I am a phD candidate in Computer Science at the University of California, Irvine. I'm working in the Center for Algorithms and Theory of Computation, and I'm honored to have Prof. Michael T. Goodrich as my advisor.

Education

Interests

  • Graph Algorithms
  • Data Structures
  • Optimization

Experience

  • Software Engineering Intern
    June 2022 - September 2022
    • Worked on a Matrix factorization model in the YouTube Music discovery team. Implemented an end to end training and evaluation pipeline. Performed a manual tuning of the model, automated the tuning process by designing and implementing an integration of the training pipeline with a black box optimization service. Achieved a better prediction quality compared to the model used in the production while significantly improving the training resources used by the pipeline.

    • Languages: Python, C++

  • Data Analyst Intern
    June 2021 - September 2021
    • Implemented a variational autoencoder for CelebA dataset, tested and analyzed the performance of reading data from cluster in Pytorch using a Disaggregated Distributed Storage System.

    • Languages: Python

  • Graduate Research Assistant
    September 2018 - Current
    • Working on adaptive exact learning of graphs using network oracles.

    • Co-authored 7 peer-reviewed papers on algorithm design and data structures, including as main author in tier A conferences such as SPAA and ESA.

Projects

  • Lyrics-based Playlist Completion via Summarization

    Led a research project and performed an experimental analysis to study the effect of using summary of the lyrics in the playlist completion via computing embedding for generated summary of the lyrics for Million Playlist Dataset, by RecSys Challenge 2018.

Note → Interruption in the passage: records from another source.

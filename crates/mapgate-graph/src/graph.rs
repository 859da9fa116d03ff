//! The map/token graph and mixing groups.
//!
//! Requirements form a directed chain:
//!
//! ```text
//! map ──requires──→ token ──sourced from──→ map ──requires──→ …
//! ```
//!
//! ending at a map that requires the empty token. Nothing here assumes
//! the chain actually ends; the walk in [`chain`](crate::TokenChainAuthorizer)
//! is bounded.

use std::borrow::Cow;
use std::collections::{HashMap, HashSet};

use crate::{ConfigWarning, GraphConfig, MapId, TokenId};

/// Read-only view of the map/token tables and mixing groups.
///
/// Built once from a [`GraphConfig`] and never mutated afterwards, so a
/// shared reference can be used from any number of threads.
#[derive(Debug, Clone, Default)]
pub struct MapGraph {
    map_tokens: HashMap<MapId, TokenId>,
    token_sources: HashMap<TokenId, MapId>,
    mixing_groups: Vec<Vec<MapId>>,
}

impl MapGraph {
    /// Takes ownership of the tables in `config`.
    ///
    /// Suspicious but legal configuration is logged, not rejected.
    pub fn from_config(config: GraphConfig) -> Self {
        let graph = Self {
            map_tokens: config.map_tokens,
            token_sources: config.token_sources,
            mixing_groups: config.mixing_groups,
        };
        graph.lint();
        graph
    }

    /// Token required to enter `map`, or `None` for an unknown map.
    pub fn required_token(&self, map: &str) -> Option<&TokenId> {
        self.map_tokens.get(map)
    }

    /// Map that grants `token`, or `None` if nothing does.
    pub fn token_source(&self, token: &str) -> Option<&MapId> {
        self.token_sources.get(token)
    }

    /// Returns `true` if `map` appears in the requirement table.
    pub fn contains_map(&self, map: &str) -> bool {
        self.map_tokens.contains_key(map)
    }

    /// Iterates over every known map, in no particular order.
    pub fn maps(&self) -> impl Iterator<Item = &MapId> {
        self.map_tokens.keys()
    }

    /// Returns the mixing group `map` belongs to.
    ///
    /// Groups are scanned in configured order and the first one containing
    /// `map` wins. A map in no group gets a group of its own.
    pub fn mixing_for_map(&self, map: &str) -> Cow<'_, [MapId]> {
        self.mixing_groups
            .iter()
            .find(|group| group.iter().any(|m| m.as_str() == map))
            .map(|group| Cow::Borrowed(group.as_slice()))
            .unwrap_or_else(|| Cow::Owned(vec![MapId::from(map)]))
    }

    pub fn mixing_groups(&self) -> &[Vec<MapId>] {
        &self.mixing_groups
    }

    /// Lists configuration that is legal but probably a mistake.
    pub fn warnings(&self) -> Vec<ConfigWarning> {
        let mut warnings = Vec::new();

        let mut seen = HashSet::new();
        for map in self.mixing_groups.iter().flatten() {
            if !seen.insert(map) {
                warnings.push(ConfigWarning::OverlappingMixingGroups(map.clone()));
            }
        }

        for (map, token) in &self.map_tokens {
            if !token.is_none() && !self.token_sources.contains_key(token) {
                warnings.push(ConfigWarning::UnsourcedToken {
                    map: map.clone(),
                    token: token.clone(),
                });
            }
        }

        for (token, map) in &self.token_sources {
            if !self.map_tokens.contains_key(map) {
                warnings.push(ConfigWarning::UnknownSourceMap {
                    token: token.clone(),
                    map: map.clone(),
                });
            }
        }

        warnings
    }

    fn lint(&self) {
        for warning in self.warnings() {
            tracing::warn!(%warning, "suspicious map graph config");
        }
    }
}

  • Variational Autoencoder for Collaborative Filtering

    Implemented a published state-of-the-art variational autoencoder for recommender systems, and improved the performance results for real-world datasets ML-20M and MSD}) by tuning model parameters. (Using Tensorflow and Pytorch)

  • Income Predictor

    Designed and developed supervised Machine Learning models for predicting income, including: Artificial Neural Networks, Support Vector Machines and Random Forests.

  • Football Federation Database

    Modeled a football federation database and implemented it with SQL.

  • Reward and punishment management system

    Analyzed, designed, and implemented a reward and punishment management system based on methods for Object Oriented System Design and Analysis.

  • Instance-Optimal Geometric Algorithms

    Worked on generating instance-optimal algorithms for convex hull problem with application in car collision avoidance for the bachelor thesis.

  • Information retrieval system by Lucence and data clustering

    Created an information retrieval system for Hamshahri Newspaper Archive using Apache Lucene library and implemented some classification algorithms in Machine Learning to classify the text documents.